Assis en terrasse, seuls sur la place du village, nous nous étonnons de toutes ces photos de voitures qui sont affichées un peu partout. Le Mans fait rayonner la culture des 24 heures, je suppose. Siméon ne prend pas un, mais deux cafés ; je fais de même, il m'entraine dans sa débauche. C'est aussi l'occasion de se ravitailler, notamment en fromage frais local. Nous en consommerons plusieurs au fil du séjour, agrémentés différemment. Ensuite, un petit tour dans l'église, qui est largement au-dessus de la moyenne, grâce à ses peintures murales assez bien conservées. Divers motifs se déploient dans un déchainement de doré pâle et de bordeaux délavé, entrecoupés par des scénettes. J’apprécie particulièrement le serpent, qui trône en bonne place, et je m'interroge sur sa signification. Pour payer l'allumage d'un lampadaire qui éclaire d'antiques statuettes, Siméon fait preuve d'une morale chrétienne exemplaire en insérant une petite pièce dans la fente consacrée.

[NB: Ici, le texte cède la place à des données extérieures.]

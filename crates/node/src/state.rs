//! Node state machine.

use crate::remotes::RemoteNodeSet;
use concord_core::{
    Action, DropReason, Event, NodeConfig, NodeError, StateMachine, TimerId,
};
use concord_engine::{EngineState, RecoveredVotes};
use concord_executor::ExecutorState;
use concord_mempool::PoolState;
use concord_messages::PeerMessage;
use concord_store::{BlockStore, StoreError};
use concord_sync::SyncState;
use concord_types::{Block, Commit, Hash, KeyPair, PeerId};
use std::sync::Arc;
use std::time::Duration;
use tracing::{debug, info, warn};

/// Combined node state machine.
///
/// Composes the consensus engine, transaction pool, executor and
/// synchronizer, owns the handshake and remote-node set, and routes every
/// event to the right sub-machine. The runner performs all I/O.
pub struct NodeStateMachine {
    config: NodeConfig,
    genesis_hash: Hash,

    engine: EngineState,
    pool: PoolState,
    executor: ExecutorState,
    sync: SyncState,
    remotes: RemoteNodeSet,
}

impl std::fmt::Debug for NodeStateMachine {
    fn fmt(&self, f: &mut std::fmt::Formatter<'_>) -> std::fmt::Result {
        f.debug_struct("NodeStateMachine")
            .field("height", &self.engine.height())
            .field("round", &self.engine.round())
            .field("step", &self.engine.step())
            .field("pool", &self.pool.len())
            .field("peers", &self.remotes.len())
            .finish()
    }
}

impl NodeStateMachine {
    /// Assemble a node from recovered chain state.
    #[allow(clippy::too_many_arguments)]
    pub fn new(
        config: NodeConfig,
        key: KeyPair,
        genesis_hash: Hash,
        tip: &Block,
        last_commit: Commit,
        executed_height: u64,
        app_state_hash: Hash,
        recovered: RecoveredVotes,
    ) -> Self {
        let engine = EngineState::new(
            config.consensus.clone(),
            key,
            tip,
            last_commit,
            executed_height,
            app_state_hash,
            recovered,
        );
        let pool = PoolState::new(config.pool.clone());
        let executor = ExecutorState::new(executed_height, app_state_hash);
        let sync = SyncState::new(config.sync.clone(), tip.header.height, tip.hash());

        Self {
            config,
            genesis_hash,
            engine,
            pool,
            executor,
            sync,
            remotes: RemoteNodeSet::new(),
        }
    }

    /// Assemble a node by reading the recovered state from a store whose
    /// `ready` has been called.
    pub fn from_store(
        config: NodeConfig,
        key: KeyPair,
        store: &Arc<dyn BlockStore>,
    ) -> Result<Self, StoreError> {
        let genesis_hash = store.genesis_hash()?;
        let tip = store.block_of(store.height())?;
        let last_commit = store.last_commit()?;
        let (executed_height, app_state_hash) = store.executed()?;

        let mut recovered = RecoveredVotes::default();
        for vote in store.own_votes_above(store.height())? {
            recovered.insert(vote.height, vote.round, vote.step, vote.block_hash);
        }

        Ok(Self::new(
            config,
            key,
            genesis_hash,
            &tip,
            last_commit,
            executed_height,
            app_state_hash,
            recovered,
        ))
    }

    /// Start all subsystems. Returns the initial timer actions.
    pub fn start(&mut self) -> Vec<Action> {
        info!(
            height = self.engine.height(),
            validator = self.engine.is_validator(),
            "Starting node"
        );
        let mut actions = self.executor.start();
        actions.extend(self.sync.start());
        actions.extend(self.engine.set_sync_idle(self.sync.is_idle()));
        actions.extend(self.engine.start());
        self.finish(actions)
    }

    /// Queue committed-but-unexecuted blocks for replay at startup.
    pub fn replay_unexecuted(&mut self, blocks: Vec<Arc<Block>>) -> Vec<Action> {
        let mut actions = vec![];
        for block in blocks {
            actions.extend(self.executor.on_block_committed(block));
        }
        actions
    }

    /// Ordered shutdown of the sub-machines. Timers are the runner's to
    /// cancel; the executor stops dispatching new work here.
    pub fn stop(&mut self) {
        self.executor.stop();
    }

    pub fn engine(&self) -> &EngineState {
        &self.engine
    }

    pub fn pool(&self) -> &PoolState {
        &self.pool
    }

    pub fn executor(&self) -> &ExecutorState {
        &self.executor
    }

    pub fn sync(&self) -> &SyncState {
        &self.sync
    }

    pub fn remotes(&self) -> &RemoteNodeSet {
        &self.remotes
    }

    /// Local committed tip height.
    pub fn height(&self) -> u64 {
        self.engine.height().saturating_sub(1)
    }

    // ── Peer lifecycle ────────────────────────────────────────────────────

    fn on_peer_connected(&mut self, peer: PeerId) -> Vec<Action> {
        debug!(%peer, "Peer connected, sending hello");
        self.remotes.on_connected(peer);
        vec![
            Action::SendTo {
                peer,
                message: PeerMessage::Hello {
                    height: self.height(),
                    genesis: self.genesis_hash,
                },
            },
            Action::SetTimer {
                id: TimerId::Handshake { peer },
                duration: self.config.handshake_timeout,
            },
        ]
    }

    fn on_hello(&mut self, peer: PeerId, height: u64, genesis: Hash) -> Vec<Action> {
        if genesis != self.genesis_hash {
            warn!(%peer, theirs = %genesis, ours = %self.genesis_hash, "Foreign chain peer");
            return vec![
                Action::EmitError {
                    error: NodeError::ForeignChain { peer },
                },
                Action::DropPeer {
                    peer,
                    reason: DropReason::ForeignChain,
                },
            ];
        }

        info!(%peer, height, "Handshake complete");
        self.remotes.mark_handshaked(peer, height);
        let mut actions = vec![Action::CancelTimer {
            id: TimerId::Handshake { peer },
        }];
        actions.extend(self.sync.on_peer_registered(peer, height));
        actions
    }

    fn on_handshake_timer(&mut self, peer: PeerId) -> Vec<Action> {
        if self.remotes.is_handshaked(peer) {
            return vec![];
        }
        warn!(%peer, "Handshake timed out");
        vec![
            Action::EmitError {
                error: NodeError::HandshakeTimeout { peer },
            },
            Action::DropPeer {
                peer,
                reason: DropReason::HandshakeTimeout,
            },
        ]
    }

    fn on_peer_disconnected(&mut self, peer: PeerId) -> Vec<Action> {
        self.remotes.remove(peer);
        self.pool.on_peer_disconnected(peer);
        self.sync.on_peer_disconnected(peer)
    }

    // ── Commit fan-out ────────────────────────────────────────────────────

    fn on_block_committed(&mut self, block: Arc<Block>, commit: Commit) -> Vec<Action> {
        let height = block.header.height;
        let hash = block.hash();

        // Engine first (it may broadcast the new block), then the
        // executor (strict height order), then the synchronizer.
        let mut actions = self.engine.on_block_committed(&block, &commit);
        actions.extend(self.executor.on_block_committed(Arc::clone(&block)));
        actions.extend(self.sync.on_block_committed(height, hash));
        actions.push(Action::EmitCommittedBlock { block });
        actions
    }

    fn on_block_executed(
        &mut self,
        height: u64,
        app_state_hash: Hash,
        tx_hashes: Vec<Hash>,
    ) -> Vec<Action> {
        let mut actions = self.executor.on_block_executed(height, app_state_hash);
        actions.extend(self.pool.on_block_executed(&tx_hashes));
        actions.extend(self.engine.on_block_executed(height, app_state_hash));
        actions
    }

    // ── Post-pass over produced actions ───────────────────────────────────

    /// Fill coordinator-level data into actions and refresh the gates
    /// between sub-machines.
    fn finish(&mut self, mut actions: Vec<Action>) -> Vec<Action> {
        // Keep the engine's view of sync idleness current; becoming idle
        // may arm the next height's pacing timer.
        actions.extend(self.engine.set_sync_idle(self.sync.is_idle()));

        // Store mutual exclusion: once the engine has voted at the next
        // height, the synchronizer keeps its hands off the tip.
        self.sync
            .set_engine_active(self.engine.has_voted_current_height());

        for action in &mut actions {
            if let Action::SelectTransactions {
                candidates, max, ..
            } = action
            {
                if candidates.is_empty() {
                    *candidates = self.pool.candidates(*max);
                }
            }
        }

        actions
    }
}

impl StateMachine for NodeStateMachine {
    fn set_time(&mut self, now: Duration) {
        self.engine.set_time(now);
        self.sync.set_time(now);
    }

    fn handle(&mut self, event: Event) -> Vec<Action> {
        let actions = match event {
            // ── Timers ───────────────────────────────────────────────────
            Event::ConsensusTimeout {
                height,
                round,
                step,
            } => self.engine.on_timeout(height, round, step),
            Event::SyncTimer => self.sync.on_tick(),
            Event::HandshakeTimer { peer } => self.on_handshake_timer(peer),

            // ── Peer lifecycle ───────────────────────────────────────────
            Event::PeerConnected { peer } => self.on_peer_connected(peer),
            Event::PeerDisconnected { peer } => self.on_peer_disconnected(peer),
            Event::HelloReceived {
                peer,
                height,
                genesis,
            } => self.on_hello(peer, height, genesis),

            // ── Gossip and consensus messages ────────────────────────────
            Event::TransactionReceived { source, tx } => {
                match source {
                    // Peer-sourced transactions require a completed
                    // handshake; local submissions always pass.
                    Some(peer) if !self.remotes.is_handshaked(peer) => vec![],
                    _ => self.pool.on_transaction_received(source, tx),
                }
            }
            Event::BlockHeightAnnounced { peer, height } => {
                self.remotes.update_height(peer, height);
                self.sync.on_block_height_announced(peer, height)
            }
            Event::BlockAnnounced { peer, block } => {
                self.remotes.update_height(peer, block.header.height);
                self.sync.on_block_announced(peer, block)
            }
            Event::ProposalReceived { proposal } => self.engine.on_proposal(proposal),
            Event::VoteReceived { vote } => self.engine.on_vote(vote),

            // ── Sync responses ───────────────────────────────────────────
            Event::HeadersReceived { peer, headers } => {
                self.sync.on_headers_received(peer, headers)
            }
            Event::BodiesReceived { peer, bodies } => {
                self.sync.on_bodies_received(peer, bodies)
            }
            Event::ConsentedHeaderReceived {
                peer,
                header,
                commit,
            } => self.sync.on_consented_header_received(peer, header, commit),

            // ── Delegated-work callbacks ─────────────────────────────────
            Event::TransactionValidated {
                source,
                tx,
                verdict,
            } => self.pool.on_transaction_validated(source, tx, verdict),
            Event::ProposalSignatureVerified { proposal, valid } => {
                self.engine.on_proposal_verified(proposal, valid)
            }
            Event::VoteSignatureVerified { vote, valid } => {
                self.engine.on_vote_verified(vote, valid)
            }
            Event::TransactionsSelected {
                height,
                round,
                transactions,
            } => self
                .engine
                .on_transactions_selected(height, round, transactions),

            // ── Store and executor feedback ──────────────────────────────
            Event::BlockCommitted { block, commit } => self.on_block_committed(block, commit),
            Event::SyncApplyFailed { peer, height } => self.sync.on_apply_failed(peer, height),
            Event::BlockExecuted {
                height,
                app_state_hash,
                tx_hashes,
            } => self.on_block_executed(height, app_state_hash, tx_hashes),
        };

        self.finish(actions)
    }
}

Ensuite, nous filons en direction du canyon, encore une fois arrêtés par de jolis et antiques vergers. Plus émoustillant encore, le Domaine du Gasseau nous plait suffisamment pour que nous nous y arrêtions déjeuner. Il s'agit d'une sorte d’hôtel-restaurant agrémenté de diverses activités d'extérieur et d'un superbe jardin, c'est bien entendu ce dernier qui nous arrête. C'est un jardin qui a plus une vocation éducative que productive, ce qui ne l'empêche pas d'être aguichant, et ça a l'avantage de m'enlever tout remord quand je me sers allégrement en groseilles. Pendant que Siméon, comme il l'a déjà fait hier au bord de la Sarthe, fait un petit enregistrement sonore pour ses sonnets sur écoute, j'explore. Tout est planté dans un désordre ordonné, entièrement mulché, de façon très permaculturelle. De multiples aromatiques cohabitent avec les tomates, les kiwis s'élèvent sur des pergolas de métal, les baies longent les murs et laissent la place à des poiriers palissés, le coin des courges accueille comme mon propre potager des courgettes blanches d'Égypte, et les haricots grimpent sur les filets tenus par des bambous. Il tombe une petite pluie et nous décidons de manger ici, sur une énorme souche transformée en table et protégée par un modeste pare-soleil qui nous sert de pare-à-pluie.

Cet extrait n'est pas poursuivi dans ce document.